Dahası, ilahi vahye göre Yahudi varlığı kaçınılmaz olarak ortadan kaldırılacaktır. Bu yöneticilerin gizli açık anlaşmalar ile Yahudi varlığına kol kanat germeleri, zamanı geldiğinde Yahudi varlığına yardımcı olmayacaktır. Mübarek toprak Filistin için kabul edilebilir tek çözüm, Yahudi varlığının tamamen ortadan kaldırılmasıdır. Zira Yahudi varlığı, Müslümanların dokunulmaz topraklarının yasadışı işgalcisidir. Bu yüzden İmran Han’a soruyoruz, Filistin’in kurtuluşundan sonra yasadışı Yahudi varlığını kabul etmekten tam olarak ne kastediyorsun?
Gerçekte Pakistan ve Suudi Arabistan’ın Batı destekli yöneticileri, 1967 öncesi sınırlara geri dönmek anlamına gelen “iki devletli” çözüme sadık olduklarını açıkladılar. Yahudi varlığı, Müslümanların mukaddes topraklarının yüzde 78’ini gasp etmiştir. Dahası, Yahudi varlığı 1967’den sonraki yerleşim yerlerinde hak iddia ediyor.
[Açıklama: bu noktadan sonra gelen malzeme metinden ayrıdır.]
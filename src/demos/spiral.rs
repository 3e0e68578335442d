use super::{camera, gray};
use crate::core::demo::{Demo, DemoContext};
use crate::core::frame_buffer::FrameBuffer;
use crate::core::geometry::Geometry;
use crate::core::rasterizer::{BlendMode, CullMode, PipelineState, Primitive, Renderer};
use crate::core::shader::ShaderProgram;
use crate::error::Result;
use crate::geometry::shapes::spiral_tube;
use crate::geometry::transform::TransformFactory;
use crate::geometry::vertex::TexturedVertex;
use crate::shaders::{LambertParams, LambertShader, Pattern, Transforms};
use log::info;
use nalgebra::{Vector2, Vector3};
use std::f32::consts::TAU;

const SURFACE_ALPHA: f32 = 0.75;

/// 从镜头正前方看进去的螺旋管，棋盘格沿管道滚动
pub struct SpiralDemo {
    program: ShaderProgram<LambertParams>,
    tube: Geometry<TexturedVertex>,
    aspect: f32,
    cycle_duration: f32,
    time: f32,
}

impl SpiralDemo {
    pub fn new(ctx: &mut DemoContext) -> Result<Self> {
        let (vertices, indices) = spiral_tube();
        info!("螺旋管: {} 个顶点, {} 个三角形", vertices.len(), indices.len() / 3);
        Ok(Self {
            program: ctx.load_program()?,
            tube: Geometry::from_indexed(&vertices, &indices),
            aspect: ctx.aspect(),
            cycle_duration: ctx.cycle_duration(),
            time: 0.0,
        })
    }
}

impl Demo for SpiralDemo {
    fn update(&mut self, dt: f32) {
        self.time += dt;
    }

    fn render(&mut self, target: &mut FrameBuffer) {
        target.clear(gray(0.5));

        let view_projection = camera(self.aspect, Vector3::new(0.0, -0.04, 0.3));
        let model = TransformFactory::rotation_z(self.time * TAU / self.cycle_duration);
        let scroll = self.time / self.cycle_duration;
        let shader = LambertShader::new(&self.program, Transforms::new(model, &view_projection))
            .with_light(Vector3::new(5.0, 7.0, 5.0))
            .with_color(Vector3::repeat(1.0), SURFACE_ALPHA)
            .with_pattern(Pattern::Checker {
                offset: Vector2::new(-scroll, scroll),
            });

        let state = PipelineState::default().with_blend(BlendMode::Alpha);
        for cull in [CullMode::Front, CullMode::Back] {
            Renderer::new(state.with_cull(cull)).draw_elements(
                target,
                &shader,
                &self.tube,
                Primitive::Triangles,
            );
        }
    }
}
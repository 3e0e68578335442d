use super::{BandTarget, PipelineState, RowSpan, ScreenVertex};
use crate::core::rasterizer::varying::Varying;
use crate::core::shader::Shader;

/// 屏幕空间线段，按 DDA 步进，线宽沿次轴方向扩展
pub struct ScreenLine<V> {
    vertices: [ScreenVertex<V>; 2],
    thickness: usize,
    width: usize,
    pub(crate) rows: RowSpan,
}

impl<V: Varying> ScreenLine<V> {
    pub fn setup(
        vertices: [ScreenVertex<V>; 2],
        width: usize,
        height: usize,
        line_width: f32,
    ) -> Option<Self> {
        let thickness = line_width.round().max(1.0) as usize;
        let half = thickness as f32 * 0.5;
        let [a, b] = &vertices;
        let min_y = a.y.min(b.y) - half;
        let max_y = a.y.max(b.y) + half;
        let min_x = a.x.min(b.x) - half;
        let max_x = a.x.max(b.x) + half;
        if !(min_x.is_finite() && max_x.is_finite() && min_y.is_finite() && max_y.is_finite()) {
            return None;
        }
        if max_x < 0.0 || max_y < 0.0 || min_x >= width as f32 || min_y >= height as f32 {
            return None;
        }

        Some(Self {
            vertices,
            thickness,
            width,
            rows: RowSpan {
                min_y: min_y.floor().max(0.0) as usize,
                max_y: (max_y.ceil() as usize).min(height - 1),
            },
        })
    }

    pub fn rasterize<S: Shader<Varying = V>>(
        &self,
        band: &mut BandTarget<'_>,
        shader: &S,
        state: &PipelineState,
    ) {
        let [a, b] = &self.vertices;
        let dx = b.x - a.x;
        let dy = b.y - a.y;
        let x_major = dx.abs() >= dy.abs();
        let steps = dx.abs().max(dy.abs()).ceil().max(1.0) as usize;
        let spread = (self.thickness as i64 - 1) / 2;

        // Liang-Barsky：只步进落在当前条带（含线宽余量）内的参数区间
        let margin = self.thickness as f32 + 1.0;
        let bounds = [
            (-dx, a.x + margin),
            (dx, self.width as f32 + margin - a.x),
            (-dy, a.y - (band.y0 as f32 - margin)),
            (dy, band.y1 as f32 + margin - a.y),
        ];
        let (mut t0, mut t1) = (0.0f32, 1.0f32);
        for (p, q) in bounds {
            if p == 0.0 {
                if q < 0.0 {
                    return;
                }
            } else if p < 0.0 {
                t0 = t0.max(q / p);
            } else {
                t1 = t1.min(q / p);
            }
        }
        if t0 > t1 {
            return;
        }
        let first = (t0 * steps as f32).floor() as usize;
        let last = ((t1 * steps as f32).ceil() as usize).min(steps);

        for step in first..=last {
            let t = step as f32 / steps as f32;
            let base_x = (a.x + dx * t).floor() as i64;
            let base_y = (a.y + dy * t).floor() as i64;
            let depth = a.z + (b.z - a.z) * t;

            for k in 0..self.thickness as i64 {
                let offset = k - spread;
                let (x, y) = if x_major {
                    (base_x, base_y + offset)
                } else {
                    (base_x + offset, base_y)
                };
                if x < 0 || x >= self.width as i64 || y < band.y0 as i64 || y >= band.y1 as i64 {
                    continue;
                }
                band.shade(shader, state, x as usize, y as usize, depth, true, || {
                    // 透视校正
                    let wa = (1.0 - t) * a.inv_w;
                    let wb = t * b.inv_w;
                    let sum = wa + wb;
                    let s = if sum.abs() > 1e-20 { wb / sum } else { t };
                    V::lerp(&a.varying, &b.varying, s)
                });
            }
        }
    }
}
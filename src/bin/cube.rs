use raster_demos::demos::cube::CubeDemo;
use raster_demos::io::demo_settings::DemoDefaults;

fn main() {
    let defaults = DemoDefaults::default().with_size(512, 512).with_cycle_duration(4.0);
    raster_demos::app::run("cube", defaults, CubeDemo::new);
}
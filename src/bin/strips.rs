use raster_demos::demos::strips::StripsDemo;
use raster_demos::io::demo_settings::DemoDefaults;

fn main() {
    let defaults = DemoDefaults::default().with_size(512, 512).with_cycle_duration(4.0);
    raster_demos::app::run("strips", defaults, StripsDemo::new);
}
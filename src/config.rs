use crate::vec2::Vec2;
use rand::rngs::SmallRng;
use rand::SeedableRng;
use serde::Deserialize;
use std::fs;
use std::path::Path;
use thiserror::Error;

#[derive(Error, Debug)]
pub enum ConfigError {
    #[error("failed to read config file: {0}")]
    Io(#[from] std::io::Error),
    #[error("failed to parse config file: {0}")]
    Parse(#[from] toml::de::Error),
    #[error("invalid configuration: {0}")]
    Invalid(&'static str),
}

/// World geometry: bounds, spawn point, and the initial target placement.
#[derive(Deserialize, Debug, Clone, PartialEq)]
#[serde(default)]
pub struct WorldConfig {
    /// World width in world units; valid x positions are [0, width].
    pub width: f64,
    /// World height in world units; valid y positions are [0, height].
    pub height: f64,
    /// Common spawn point shared by every rocket in a generation.
    pub start_position: Vec2,
    /// Initial target center; relocatable at runtime via `World::set_target`.
    pub target_position: Vec2,
    /// Radius within which a rocket counts as having reached the target.
    pub target_radius: f64,
}

impl Default for WorldConfig {
    fn default() -> Self {
        Self {
            width: 1_000.0,
            height: 800.0,
            start_position: Vec2::new(500.0, 750.0),
            target_position: Vec2::new(500.0, 200.0),
            target_radius: 20.0,
        }
    }
}

impl WorldConfig {
    /// Whether `position` lies inside the world bounds (edges inclusive).
    pub fn contains(&self, position: Vec2) -> bool {
        position.x >= 0.0
            && position.x <= self.width
            && position.y >= 0.0
            && position.y <= self.height
    }
}

/// Genetic-algorithm and physics parameters for one run.
#[derive(Deserialize, Debug, Clone, PartialEq)]
#[serde(default)]
pub struct GaConfig {
    /// Number of rockets (and genomes) per generation.
    pub population_size: usize,
    /// Number of thrust instructions per genome; also the per-generation
    /// tick budget and the initial fuel of each rocket.
    pub dna_length: usize,
    /// Independent per-gene replacement probability, in [0, 1].
    pub mutation_rate: f64,
    /// Number of top genomes carried over verbatim each generation.
    pub elite_count: usize,
    /// Number of generations the headless driver runs before exiting.
    pub num_generations: usize,
    /// Maximum magnitude of any thrust gene.
    pub thrust_cap: f64,
    /// Velocity magnitude cap applied every tick.
    pub max_velocity: f64,
    /// Drag factor in (0, 1] applied to velocity every tick, after clamping.
    pub velocity_damping: f64,
    /// Optional RNG seed for reproducible runs.
    pub rng_seed: Option<u64>,
}

impl Default for GaConfig {
    fn default() -> Self {
        Self {
            population_size: 50,
            dna_length: 100,
            mutation_rate: 0.03,
            elite_count: 0,
            num_generations: 100,
            thrust_cap: 0.5,
            max_velocity: 10.0,
            velocity_damping: 0.98,
            rng_seed: None,
        }
    }
}

impl GaConfig {
    /// Returns the configured RNG, seeding from entropy if no seed is set.
    pub fn seeded_rng(&self) -> SmallRng {
        match self.rng_seed {
            Some(seed) => SmallRng::seed_from_u64(seed),
            None => {
                let seed: u64 = rand::random();
                SmallRng::seed_from_u64(seed)
            }
        }
    }
}

/// Tunable constants of the fitness function. Only the qualitative ordering
/// reached-target > in-bounds miss > out-of-bounds is load-bearing.
#[derive(Deserialize, Debug, Clone, PartialEq)]
#[serde(default)]
pub struct FitnessConfig {
    /// Base reward for reaching the target.
    pub target_reward: f64,
    /// Bonus per unit of unused fuel on a successful flight.
    pub fuel_bonus_per_step: f64,
    /// Small positive score assigned to out-of-bounds rockets; must stay
    /// below any in-bounds score.
    pub penalty_floor: f64,
    /// Guard against division by zero in the inverse-distance score.
    pub epsilon: f64,
}

impl Default for FitnessConfig {
    fn default() -> Self {
        Self {
            target_reward: 1_000.0,
            fuel_bonus_per_step: 10.0,
            penalty_floor: 1e-3,
            epsilon: 1e-9,
        }
    }
}

#[derive(Deserialize, Debug, Clone, Default, PartialEq)]
#[serde(default)]
pub struct Config {
    pub world: WorldConfig,
    pub ga: GaConfig,
    pub fitness: FitnessConfig,
}

impl Config {
    pub fn load(path: &Path) -> Result<Self, ConfigError> {
        let content = fs::read_to_string(path)?;
        let config: Config = toml::from_str(&content)?;
        Ok(config)
    }

    /// Fails fast on any parameter outside its legal range. The engine never
    /// silently clamps configuration.
    pub fn validate(&self) -> Result<(), ConfigError> {
        if self.ga.population_size == 0 {
            return Err(ConfigError::Invalid("population_size must be non-zero"));
        }
        if self.ga.dna_length == 0 {
            return Err(ConfigError::Invalid("dna_length must be non-zero"));
        }
        if !(0.0..=1.0).contains(&self.ga.mutation_rate) {
            return Err(ConfigError::Invalid("mutation_rate must be in [0, 1]"));
        }
        if self.ga.elite_count > self.ga.population_size {
            return Err(ConfigError::Invalid(
                "elite_count cannot exceed population_size",
            ));
        }
        if self.ga.thrust_cap <= 0.0 || !self.ga.thrust_cap.is_finite() {
            return Err(ConfigError::Invalid("thrust_cap must be positive"));
        }
        if self.ga.max_velocity <= 0.0 || !self.ga.max_velocity.is_finite() {
            return Err(ConfigError::Invalid("max_velocity must be positive"));
        }
        if self.ga.velocity_damping <= 0.0 || self.ga.velocity_damping > 1.0 {
            return Err(ConfigError::Invalid("velocity_damping must be in (0, 1]"));
        }
        if self.world.width <= 0.0 || self.world.height <= 0.0 {
            return Err(ConfigError::Invalid("world dimensions must be positive"));
        }
        if self.world.target_radius <= 0.0 {
            return Err(ConfigError::Invalid("target_radius must be positive"));
        }
        if self.fitness.target_reward <= 0.0 {
            return Err(ConfigError::Invalid("target_reward must be positive"));
        }
        if self.fitness.fuel_bonus_per_step < 0.0 {
            return Err(ConfigError::Invalid(
                "fuel_bonus_per_step must be non-negative",
            ));
        }
        if self.fitness.penalty_floor <= 0.0 {
            return Err(ConfigError::Invalid("penalty_floor must be positive"));
        }
        if self.fitness.epsilon <= 0.0 {
            return Err(ConfigError::Invalid("epsilon must be positive"));
        }
        Ok(())
    }
}
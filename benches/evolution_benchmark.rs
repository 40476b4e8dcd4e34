use criterion::{criterion_group, criterion_main, Criterion};
use darwin_rockets::config::Config;
use darwin_rockets::world::World;

// A fixed seed keeps iterations comparable across runs.
fn setup_world() -> World {
    let mut config = Config::default();
    config.ga.rng_seed = Some(42);
    World::new(config).unwrap()
}

fn benchmark_generation_cycle(c: &mut Criterion) {
    let world = setup_world();

    let mut group = c.benchmark_group("World Performance");

    group.bench_function("run_one_generation", |b| {
        // `clone` resets the world state for each run.
        b.iter(|| {
            let mut cloned = world.clone();
            while cloned.tick() {}
            cloned.advance_generation();
            cloned.generation_index()
        })
    });

    group.bench_function("single_tick", |b| {
        b.iter(|| {
            let mut cloned = world.clone();
            cloned.tick()
        })
    });

    group.finish();
}

criterion_group!(benches, benchmark_generation_cycle);
criterion_main!(benches);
Ülkenin yüzde 12’sinden fazlası üzerinde kurulan sözde Filistin devletini açık hapishaneye dönüştürmüştür. Bu yöneticiler, diplomatik dilin arkasına saklanarak İslam ümmetini kandıramazlar. Bu yöneticilerin anlaşmalar yaptıkları ve koşullar ileri sürdükleri gaspçılar, Allah’ın Peygamberlerinden bile memnun değillerdi. Antlaşmadan sonra yapılan antlaşmayı bile param parça ettiler. Bu iğrenç ihanetleri nedeniyle bu yöneticiler, yakında Allah’ın izni ile ümmetin eliyle kaderleriyle yüzleşmek zorunda kalacaklar.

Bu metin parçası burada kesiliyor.